Steele and Coughlin are going to two of the hardest-hit areas, including the towns of Léogâne and Jacmel, and estimate they’ll be here for two weeks.
“I’m used to Haiti, but I’m not sure that the country can overcome this.”
Among the post-quake efforts in Haiti, concerns are mounting that fuel will run out with some estimates pegged at three days’ worth of gasoline left (as of Sunday).
But fuel is just one of many concerns.
Nearly 60 miles north of Port- au-Prince, the capital, Emory student Nicole Dionne is stationed at l’Hôpital Albert Schweitzer in Deschapelles.
Dionne, a second-year Masters of Public Health student at Emory University, described the scene via e-mail text Sunday:
“There are more than 250 patients waiting for surgery, many with multiple broken bones and other trauma. American surgeons have finally been allowed to land in Port-au-Prince today and will be arriving at the hospital shortly to help relieve the Haitian staff.
“We are still without functioning phone lines, so many people here are waiting impatiently to hear news from missing friends and family.”
The hospital, which serves 300,000 patients a year in the surrounding l’Artibonite Valley, didn’t suffer any damage, Dionne said, and injured people from Port-au-Prince have been flooding the hospital.
“Patients were arriving here by any means possible – motorcycles, the back of pickup trucks, buses,” she wrote via e-mail text, which remains the most reliable means of communication here. “Patients waiting to be seen by doctors – many with makeshift splints and other bandages.”
Dionne has been working on her thesis on the hospital. She has been back and forth since September, and she has been stationed there continuously there for the past five weeks.
When the quake hit, she didn’t immediately realize what was happening.

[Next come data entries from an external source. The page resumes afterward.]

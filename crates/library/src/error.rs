use lectern_core::{AppError, BookKey};
use std::path::PathBuf;
use thiserror::Error;

#[derive(Error, Debug)]
pub enum LibraryError {
    #[error("Book not found: {0}")]
    BookNotFound(BookKey),

    #[error("Book is not pinned: {0}")]
    NotPinned(BookKey),

    #[error("Shelf not found: {0}")]
    ShelfNotFound(String),

    #[error("Shelf already exists: {0}")]
    ShelfExists(String),

    #[error("'{0}' is a virtual shelf and cannot be modified")]
    VirtualShelf(String),

    #[error("Invalid shelf name: {0:?}")]
    InvalidShelfName(String),

    #[error("Metadata extraction failed for {path}: {reason}")]
    MetadataError { path: PathBuf, reason: String },

    #[error("Failed to write catalog at {path}: {source}")]
    CatalogWrite {
        path: PathBuf,
        source: std::io::Error,
    },

    #[error("Failed to encode catalog: {0}")]
    CatalogEncode(#[from] serde_json::Error),

    #[error("IO error: {0}")]
    Io(#[from] std::io::Error),
}

pub type LibraryResult<T> = std::result::Result<T, LibraryError>;

impl From<LibraryError> for AppError {
    fn from(err: LibraryError) -> Self {
        match err {
            LibraryError::BookNotFound(key) => AppError::book_not_found(key),
            LibraryError::NotPinned(key) => AppError::InvalidArgument {
                argument: "book".to_string(),
                reason: format!("{} is not pinned", key),
            },
            LibraryError::ShelfNotFound(name) => AppError::NotFound {
                entity: "shelf".to_string(),
                identifier: name,
            },
            LibraryError::ShelfExists(name)
            | LibraryError::VirtualShelf(name)
            | LibraryError::InvalidShelfName(name) => AppError::InvalidArgument {
                argument: "shelf".to_string(),
                reason: name,
            },
            LibraryError::MetadataError { path, reason } => {
                AppError::MediaUnavailable { path, reason }
            }
            LibraryError::CatalogWrite { path, source } => AppError::persistence(path, source),
            other => AppError::Internal {
                message: other.to_string(),
            },
        }
    }
}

“Being from the East Coast, I didn’t really understand what was happening until I saw the buildings around us start to collapse,” wrote Dionne, who is from Maine but moved to Atlanta for grad school. “Luckily, no one I was with in the car was injured. We ran down the street because a three-story school had collapsed and people were trapped inside.”
Almost a week later, people are still pouring into Deschapelles and other cities from Port-au-Prince.
The roads in the capital are clogged with cars trying to leave.
Though CARE officials have said the government is encouraging people to leave if they have relatives elsewhere, the panic has led to massive lines of cars and people at filling stations throughout the region.
Indeed, Steele, who is with the water purification organization, expressed concern for their efforts.
“There’s hundreds of trucks here, and now we’re wondering about the fuel.”